Stanisław Józef Srokowski (8 July 1872 in Węgrzce - 20 August 1950 in Warsaw) was a Polish geographer and diplomat.

Srokowski joined the Polish diplomatic service in 1920 and became the Polish Consul at Odessa and Königsberg.

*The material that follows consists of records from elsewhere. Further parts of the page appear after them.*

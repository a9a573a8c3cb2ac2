//! HTTP/1.1 request parsing using the [`httparse`] crate.

use std::collections::HashMap;

use bytes::Bytes;
use thiserror::Error;

use super::{Headers, Method};

/// Errors that can occur while parsing an HTTP/1.1 request.
#[derive(Debug, Error)]
pub enum RequestError {
    #[error("request is incomplete: more data needed")]
    Incomplete,

    #[error("HTTP parse error: {0}")]
    Parse(#[from] httparse::Error),

    #[error("missing required field: {field}")]
    MissingField { field: &'static str },
}

/// A fully parsed HTTP/1.1 request.
///
/// Created by [`Request::parse`] from a raw byte buffer. The request target is
/// split into a path and an optional query string; a `#fragment` is dropped
/// and an absolute-form target (`http://host/path`) is reduced to its path.
///
/// # Examples
///
/// ```
/// use ssrkit::http::request::Request;
///
/// let raw = b"GET /posts/7?draft=1 HTTP/1.1\r\nHost: localhost\r\n\r\n";
/// let (request, _offset) = Request::parse(raw).unwrap();
///
/// assert_eq!(request.method().as_str(), "GET");
/// assert_eq!(request.path(), "/posts/7");
/// assert_eq!(request.query_param("draft"), Some("1"));
/// assert_eq!(request.headers().get("host"), Some("localhost"));
/// ```
#[derive(Debug)]
pub struct Request {
    method: Method,
    path: String,
    /// HTTP minor version: 0 for HTTP/1.0, 1 for HTTP/1.1.
    version: u8,
    headers: Headers,
    query: Option<String>,
    body: Bytes,
    query_params: HashMap<String, String>,
}

impl Request {
    /// Maximum number of headers we support per request.
    const MAX_HEADERS: usize = 64;

    /// Parse a raw HTTP/1.1 request from a byte slice.
    ///
    /// Returns the parsed `Request` and the byte offset at which the body begins
    /// in `buf` (i.e. immediately after the `\r\n\r\n` header terminator).
    ///
    /// # Errors
    ///
    /// - [`RequestError::Incomplete`]: more data is needed to complete the request headers.
    /// - [`RequestError::Parse`]: the data is malformed and cannot be parsed.
    /// - [`RequestError::MissingField`]: a required field (method, path, version) is absent.
    pub fn parse(buf: &[u8]) -> Result<(Self, usize), RequestError> {
        let mut headers = [httparse::EMPTY_HEADER; Self::MAX_HEADERS];
        let mut raw_req = httparse::Request::new(&mut headers);

        let body_offset = match raw_req.parse(buf)? {
            httparse::Status::Complete(offset) => offset,
            httparse::Status::Partial => return Err(RequestError::Incomplete),
        };

        let method = match raw_req.method {
            Some(m) => m.parse::<Method>().unwrap_or_else(|never| match never {}),
            None => return Err(RequestError::MissingField { field: "method" }),
        };

        let target = raw_req
            .path
            .ok_or(RequestError::MissingField { field: "path" })?;
        let (path, query) = split_target(target);

        let version = raw_req
            .version
            .ok_or(RequestError::MissingField { field: "version" })?;

        let mut header_map = Headers::with_capacity(raw_req.headers.len());
        for header in raw_req.headers.iter() {
            if let Ok(value) = std::str::from_utf8(header.value) {
                header_map.append(header.name, value);
            }
        }

        let query_params = query.as_deref().map(parse_query_string).unwrap_or_default();
        let body = Bytes::copy_from_slice(&buf[body_offset..]);

        Ok((
            Self {
                method,
                path,
                version,
                headers: header_map,
                query,
                body,
                query_params,
            },
            body_offset,
        ))
    }

    /// Returns the HTTP method.
    pub fn method(&self) -> &Method {
        &self.method
    }

    /// Returns the request path (without the query string).
    pub fn path(&self) -> &str {
        &self.path
    }

    /// Returns the HTTP minor version number (0 = HTTP/1.0, 1 = HTTP/1.1).
    pub fn version(&self) -> u8 {
        self.version
    }

    pub fn headers(&self) -> &Headers {
        &self.headers
    }

    /// Returns the raw query string (without the leading `?`), if any.
    pub fn query_string(&self) -> Option<&str> {
        self.query.as_deref()
    }

    /// Returns a parsed query parameter value by key.
    pub fn query_param(&self, key: &str) -> Option<&str> {
        self.query_params.get(key).map(String::as_str)
    }

    pub fn body(&self) -> &Bytes {
        &self.body
    }

    /// Returns `true` if the connection should be kept alive after this request.
    ///
    /// HTTP/1.1 defaults to keep-alive. HTTP/1.0 defaults to close unless
    /// `Connection: keep-alive` is explicitly set.
    pub fn is_keep_alive(&self) -> bool {
        match self.headers.get("connection") {
            Some(conn) => conn.eq_ignore_ascii_case("keep-alive"),
            None => self.version == 1,
        }
    }

    /// Returns the value of the `Content-Length` header parsed as a `usize`, if present.
    pub fn content_length(&self) -> Option<usize> {
        self.headers.get("content-length")?.parse().ok()
    }
}

// Split a request target into its path and query, the way a URL parser
// resolving against `http://localhost` would see them: the fragment is
// dropped, an absolute-form target loses its scheme and authority, and
// `.` / `..` segments are resolved.
fn split_target(target: &str) -> (String, Option<String>) {
    let target = target.split_once('#').map_or(target, |(before, _)| before);

    let (path, query) = match target.split_once('?') {
        Some((path, query)) => (path, Some(query.to_owned())),
        None => (target, None),
    };

    let path = match path.split_once("://") {
        Some((_, rest)) if !path.starts_with('/') => rest.find('/').map_or("/", |pos| &rest[pos..]),
        _ => path,
    };

    (resolve_dot_segments(path), query)
}

// `%2e` counts as a dot, and a trailing dot segment leaves a trailing slash.
fn resolve_dot_segments(path: &str) -> String {
    let mut resolved: Vec<&str> = Vec::new();
    let mut segments = path.strip_prefix('/').unwrap_or(path).split('/').peekable();

    while let Some(segment) = segments.next() {
        let last = segments.peek().is_none();
        match dot_count(segment) {
            Some(2) => {
                resolved.pop();
                if last {
                    resolved.push("");
                }
            }
            Some(_) => {
                if last {
                    resolved.push("");
                }
            }
            None => resolved.push(segment),
        }
    }

    format!("/{}", resolved.join("/"))
}

fn dot_count(segment: &str) -> Option<usize> {
    let lower = segment.to_ascii_lowercase();
    match lower.as_str() {
        "." | "%2e" => Some(1),
        ".." | ".%2e" | "%2e." | "%2e%2e" => Some(2),
        _ => None,
    }
}

/// Parses a URL query string (`key=value&key2=value2`) into a `HashMap`.
///
/// Keys and values have `+` decoded as a space; percent-escapes are left as-is.
fn parse_query_string(query: &str) -> HashMap<String, String> {
    query
        .split('&')
        .filter(|pair| !pair.is_empty())
        .map(|pair| {
            let (key, value) = pair.split_once('=').unwrap_or((pair, ""));
            (key.replace('+', " "), value.replace('+', " "))
        })
        .collect()
}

In 1923-1924 he was the Voivode of the Wołyń Voivodeship and became the Director of the Polish Baltic Institute at Toruń in 1926.

Srokowski was also a professor at the University of Warsaw prior to World War II and President of the Polish Geographical Society.

In 1946-1950 he was the head of the Polish Committee for Settling of Place Names (Komisja Ustalania Nazw Miejscowości), which determined the names of towns and villages in the Former eastern territories of Germany that became part of Poland after World War II.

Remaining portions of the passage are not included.